Saved data entries:
--------

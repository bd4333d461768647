//! Hold primitives and commit-boundary consistency checks

use chrono::{DateTime, Utc};
use serde::{Deserialize, Serialize};

use crate::task::{Hold, HoldReason, Task, TaskStatus};

/// Attach a hold to a goal-bound task's binding in memory.
/// Re-applying the same reason refreshes the review time only.
pub fn apply_hold(task: &mut Task, reason: HoldReason, next_review_at: Option<DateTime<Utc>>) {
    let Some(binding) = task.metadata.goal_binding.as_mut() else {
        return;
    };
    match binding.hold.as_mut() {
        Some(existing) if existing.reason == reason => {
            existing.next_review_at = next_review_at.or(existing.next_review_at);
        }
        _ => {
            binding.hold = Some(Hold {
                reason,
                held_at: Utc::now(),
                resume_hints: Vec::new(),
                next_review_at,
            });
        }
    }
    task.metadata.touch();
}

/// Remove the hold from a goal-bound task in memory
pub fn clear_hold(task: &mut Task) -> Option<Hold> {
    let binding = task.metadata.goal_binding.as_mut()?;
    let cleared = binding.hold.take();
    if cleared.is_some() {
        task.metadata.touch();
    }
    cleared
}

/// Violations detectable on a committed task
#[derive(Debug, Clone, PartialEq, Eq, Serialize, Deserialize)]
#[serde(rename_all = "snake_case")]
pub enum IllegalState {
    /// `blocked_reason` and `blocked_at` must be set together
    BlockedPairMismatch,
    /// Paused goal-bound tasks must carry a hold
    PausedWithoutHold,
    /// All steps done but the task is not terminal; tolerated before the
    /// goal verifier confirms completion
    DoneButNotCompleted,
}

impl IllegalState {
    /// The pre-verifier relaxation is reported but not treated as a defect
    pub fn is_relaxed(&self) -> bool {
        matches!(self, IllegalState::DoneButNotCompleted)
    }
}

/// Observer-snapshot check run against a task at a commit boundary
pub fn detect_illegal_states(task: &Task) -> Vec<IllegalState> {
    let mut violations = Vec::new();

    if task.metadata.blocked_reason.is_some() != task.metadata.blocked_at.is_some() {
        violations.push(IllegalState::BlockedPairMismatch);
    }

    if task.status == TaskStatus::Paused {
        if let Some(binding) = &task.metadata.goal_binding {
            if binding.hold.is_none() {
                violations.push(IllegalState::PausedWithoutHold);
            }
        }
    }

    if !task.steps.is_empty()
        && task.steps.iter().all(|step| step.done)
        && !task.status.is_terminal()
    {
        violations.push(IllegalState::DoneButNotCompleted);
    }

    violations
}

--------

◆ WORK TO BE COMPLETED
Print every record above. Keep each one exactly as it is.

◆ SOLVED PROBLEM
repository bd4333d461768647
//! Hold primitives and commit-boundary consistency checks

use chrono::{DateTime, Utc};
use serde::{Deserialize, Serialize};

use crate::task::{Hold, HoldReason, Task, TaskStatus};

/// Attach a hold to a goal-bound task's binding in memory.
/// Re-applying the same reason refreshes the review time only.
pub fn apply_hold(task: &mut Task, reason: HoldReason, next_review_at: Option<DateTime<Utc>>) {
    let Some(binding) = task.metadata.goal_binding.as_mut() else {
        return;
    };
    match binding.hold.as_mut() {
        Some(existing) if existing.reason == reason => {
            existing.next_review_at = next_review_at.or(existing.next_review_at);
        }
        _ => {
            binding.hold = Some(Hold {
                reason,
                held_at: Utc::now(),
                resume_hints: Vec::new(),
                next_review_at,
            });
        }
    }
    task.metadata.touch();
}

/// Remove the hold from a goal-bound task in memory
pub fn clear_hold(task: &mut Task) -> Option<Hold> {
    let binding = task.metadata.goal_binding.as_mut()?;
    let cleared = binding.hold.take();
    if cleared.is_some() {
        task.metadata.touch();
    }
    cleared
}

/// Violations detectable on a committed task
#[derive(Debug, Clone, PartialEq, Eq, Serialize, Deserialize)]
#[serde(rename_all = "snake_case")]
pub enum IllegalState {
    /// `blocked_reason` and `blocked_at` must be set together
    BlockedPairMismatch,
    /// Paused goal-bound tasks must carry a hold
    PausedWithoutHold,
    /// All steps done but the task is not terminal; tolerated before the
    /// goal verifier confirms completion
    DoneButNotCompleted,
}

impl IllegalState {
    /// The pre-verifier relaxation is reported but not treated as a defect
    pub fn is_relaxed(&self) -> bool {
        matches!(self, IllegalState::DoneButNotCompleted)
    }
}

/// Observer-snapshot check run against a task at a commit boundary
pub fn detect_illegal_states(task: &Task) -> Vec<IllegalState> {
    let mut violations = Vec::new();

    if task.metadata.blocked_reason.is_some() != task.metadata.blocked_at.is_some() {
        violations.push(IllegalState::BlockedPairMismatch);
    }

    if task.status == TaskStatus::Paused {
        if let Some(binding) = &task.metadata.goal_binding {
            if binding.hold.is_none() {
                violations.push(IllegalState::PausedWithoutHold);
            }
        }
    }

    if !task.steps.is_empty()
        && task.steps.iter().all(|step| step.done)
        && !task.status.is_terminal()
    {
        violations.push(IllegalState::DoneButNotCompleted);
    }

    violations
}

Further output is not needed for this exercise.